» **THE DATA**:
//! Well-known constants that the evaluator binds when a variable is
//! not otherwise assigned a value.

use super::Var;
use crate::expr::Expr;
use crate::quantity::Quantity;
use crate::units::dimension::named;

use once_cell::sync::Lazy;

use std::collections::HashMap;
use std::f64::consts::{PI, E};

/// The speed of light in vacuum, in meters per second.
pub const SPEED_OF_LIGHT: f64 = 299_792_458.0;

/// Names which resolve to a constant value.
pub static CONSTANTS: Lazy<HashMap<Var, Quantity>> = Lazy::new(|| {
  [
    ("pi", Quantity::dimensionless(PI)),
    ("e", Quantity::dimensionless(E)),
    ("speed_of_light", Quantity::from_base(SPEED_OF_LIGHT, named::VELOCITY)),
  ].into_iter()
    // unwrap: All of the above are valid variable names.
    .map(|(name, value)| (Var::new(name).unwrap(), value))
    .collect()
});

pub fn lookup_constant(var: &Var) -> Option<Quantity> {
  CONSTANTS.get(var).copied()
}

pub fn is_constant(var: &Var) -> bool {
  CONSTANTS.contains_key(var)
}

/// The constant `pi`, as an expression.
pub fn pi() -> Expr {
  constant_expr("pi")
}

/// The constant `speed_of_light`, as an expression.
pub fn speed_of_light() -> Expr {
  constant_expr("speed_of_light")
}

fn constant_expr(name: &str) -> Expr {
  // unwrap: Only called with names from the table above.
  Expr::var(name).unwrap()
}
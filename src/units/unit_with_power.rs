
use super::unit::Unit;
use super::composite::CompositeUnit;
use super::dimension::Dimension;

use num::pow::Pow;

use std::fmt::{self, Formatter, Display};
use std::ops::{Mul, Div};

/// A named unit raised to an integer power.
#[derive(Debug, Clone, PartialEq, Eq)]
pub struct UnitWithPower<T> {
  pub unit: Unit<T>,
  pub exponent: i64,
}

impl<T> UnitWithPower<T> {
  pub fn dimension(&self) -> Dimension {
    self.unit.dimension().pow(self.exponent)
  }

  /// Converts an amount in this unit to the base unit of its
  /// dimension. A negative exponent converts in the opposite
  /// direction, once per power.
  pub fn to_base<'a, U>(&'a self, amount: U) -> U
  where U: Mul<&'a T, Output = U>,
        U: Div<&'a T, Output = U> {
    self.repeat(amount, self.exponent)
  }

  pub fn from_base<'a, U>(&'a self, amount: U) -> U
  where U: Mul<&'a T, Output = U>,
        U: Div<&'a T, Output = U> {
    self.repeat(amount, - self.exponent)
  }

  fn repeat<'a, U>(&'a self, amount: U, times: i64) -> U
  where U: Mul<&'a T, Output = U>,
        U: Div<&'a T, Output = U> {
    (0..times.unsigned_abs()).fold(amount, |acc, _| {
      if times > 0 { self.unit.to_base(acc) } else { self.unit.from_base(acc) }
    })
  }
}

impl<T> From<Unit<T>> for UnitWithPower<T> {
  fn from(unit: Unit<T>) -> Self {
    UnitWithPower { unit, exponent: 1 }
  }
}

impl<T> Display for UnitWithPower<T> {
  fn fmt(&self, f: &mut Formatter) -> fmt::Result {
    if self.exponent == 1 {
      write!(f, "{}", self.unit)
    } else {
      write!(f, "{}^{}", self.unit, self.exponent)
    }
  }
}

impl<T, S> Mul<S> for UnitWithPower<T>
where S: Into<CompositeUnit<T>> {
  type Output = CompositeUnit<T>;

  fn mul(self, rhs: S) -> Self::Output {
    CompositeUnit::from(self) * rhs
  }
}

impl<T, S> Div<S> for UnitWithPower<T>
where S: Into<CompositeUnit<T>> {
  type Output = CompositeUnit<T>;

  fn div(self, rhs: S) -> Self::Output {
    CompositeUnit::from(self) / rhs
  }
}

impl<T> Pow<i64> for UnitWithPower<T> {
  type Output = UnitWithPower<T>;

  fn pow(self, rhs: i64) -> Self::Output {
    UnitWithPower { unit: self.unit, exponent: self.exponent * rhs }
  }
}
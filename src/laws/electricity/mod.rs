pub mod current_is_proportional_to_voltage;
pub mod power_from_energy_time;
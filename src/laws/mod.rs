//! Physical laws, grouped by the branch of physics they belong to.
//!
//! Each law lives in its own module, which exposes the law itself as
//! `LAW`, a `print_law` function, and one `calculate_*` function
//! solving the law for its target symbol.

pub mod dynamics;
pub mod electricity;
pub mod kinematic;
pub mod nuclear;
pub mod optics;
pub mod relativistic;
pub mod waves;

//! A catalog of physical laws. Each law relates named, dimensioned
//! symbols through a symbolic equation, prints that equation, and
//! solves it for one symbol given values of the others, checking the
//! dimension of every argument and of the result.

// Some error types carry a private unit field, so that only their own
// module may construct them. #[non_exhaustive] only restricts other
// crates.
#![allow(clippy::manual_non_exhaustive)]

pub mod catalog;
pub mod definitions;
pub mod error;
pub mod expr;
pub mod law;
pub mod laws;
pub mod quantity;
pub mod symbol;
pub mod units;
pub mod util;
pub mod validation;

pub use error::Error;
pub use quantity::Quantity;
pub use validation::Arg;
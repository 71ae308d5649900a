//! Newton's second law: the acceleration of a body is proportional
//! to the net force acting on it, and inversely proportional to its
//! mass.

use crate::error::Error;
use crate::expr::Expr;
use crate::expr::algebra::formula::Equation;
use crate::expr::substitution::Substitution;
use crate::law::{self, Law, law_name};
use crate::quantity::Quantity;
use crate::symbol::Symbol;
use crate::units::dimension::named;
use crate::validation::{Arg, Validator};

use once_cell::sync::Lazy;

pub struct AccelerationFromForce {
  pub acceleration: Symbol,
  pub force: Symbol,
  pub mass: Symbol,
  law: Equation,
  solution: Expr,
  validator: Validator,
}

pub static LAW: Lazy<AccelerationFromForce> = Lazy::new(|| {
  let acceleration = Symbol::dimensioned("acceleration", named::ACCELERATION);
  let force = Symbol::dimensioned("force", named::FORCE);
  let mass = Symbol::dimensioned("mass", named::MASS);
  let law = Equation::new(&acceleration, force.expr() / mass.expr());
  let solution = law.rhs().clone();
  let validator = Validator::for_symbols([&force, &mass], &acceleration);
  AccelerationFromForce { acceleration, force, mass, law, solution, validator }
});

impl Law for AccelerationFromForce {
  fn name(&self) -> &'static str {
    law_name(module_path!())
  }

  fn description(&self) -> &'static str {
    "Acceleration of a body is the net force acting on it divided by its mass."
  }

  fn equation(&self) -> &Equation {
    &self.law
  }

  fn target(&self) -> &Symbol {
    &self.acceleration
  }

  fn inputs(&self) -> Vec<&Symbol> {
    vec![&self.force, &self.mass]
  }

  fn validator(&self) -> &Validator {
    &self.validator
  }

  fn solution(&self) -> &Expr {
    &self.solution
  }

  fn example(&self) -> Substitution {
    Substitution::new()
      .with(&self.force, Quantity::from_base(10.0, named::FORCE))
      .with(&self.mass, Quantity::from_base(2.0, named::MASS))
  }
}

pub fn print_law() -> String {
  LAW.print()
}

pub fn calculate_acceleration(force: impl Into<Arg>, mass: impl Into<Arg>) -> Result<Quantity, Error> {
  law::calculate(&*LAW, &[force.into(), mass.into()])
}
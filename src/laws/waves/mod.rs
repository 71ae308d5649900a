pub mod wavespeed_from_medium;

use super::base::{UnitParser, UnitParserError};
use crate::units::dimension::BaseDimension;
use crate::units::unit::Unit;

use std::collections::HashMap;

/// A [`UnitParser`] which looks up the given name in a pre-determined
/// hash table.
#[derive(Debug, Clone)]
pub struct TableBasedParser<T> {
  pub table: HashMap<String, Unit<T>>,
  /// Names of the base units, indexed in the order of
  /// [`BaseDimension::ALL`].
  pub base_names: [&'static str; 7],
}

impl<T> TableBasedParser<T> {
  pub fn new(units: impl IntoIterator<Item = Unit<T>>, base_names: [&'static str; 7]) -> Self {
    let table = units.into_iter()
      .map(|unit| (unit.name().to_owned(), unit))
      .collect();
    Self { table, base_names }
  }
}

impl<T: Clone> UnitParser<T> for TableBasedParser<T> {
  fn parse_unit(&self, input: &str) -> Result<Unit<T>, UnitParserError> {
    self.table.get(input)
      .cloned()
      .ok_or_else(|| UnitParserError::new(input))
  }

  fn base_unit(&self, dimension: BaseDimension) -> Unit<T> {
    let index = BaseDimension::ALL.iter()
      .position(|d| *d == dimension)
      .unwrap_or_default();
    // Base units are always present in a table built by
    // `default_units_table`. A custom table missing one is a
    // construction bug.
    self.parse_unit(self.base_names[index])
      .unwrap_or_else(|err| panic!("Base unit missing from table: {}", err))
  }
}


#[cfg(test)]
mod tests {
  use super::*;
  use super::test_utils::sample_table;

  #[test]
  fn test_parse_from_table() {
    let table = sample_table();
    assert_eq!(table.parse_unit("min"), Ok(Unit::new("min", BaseDimension::Time, 60.0)));
    assert_eq!(table.parse_unit("km"), Err(UnitParserError::new("km")));
  }

  #[test]
  fn test_base_unit() {
    let table = sample_table();
    assert_eq!(table.base_unit(BaseDimension::Time).name(), "s");
    assert_eq!(table.base_unit(BaseDimension::AmountOfSubstance).name(), "mol");
  }
}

» **EXERCISE AIM**: Go through the data and copy every line that includes "Each".

» **EXERCISE RESULT**:
//! Each law lives in its own module, which exposes the law itself as
//! A catalog of physical laws. Each law relates named, dimensioned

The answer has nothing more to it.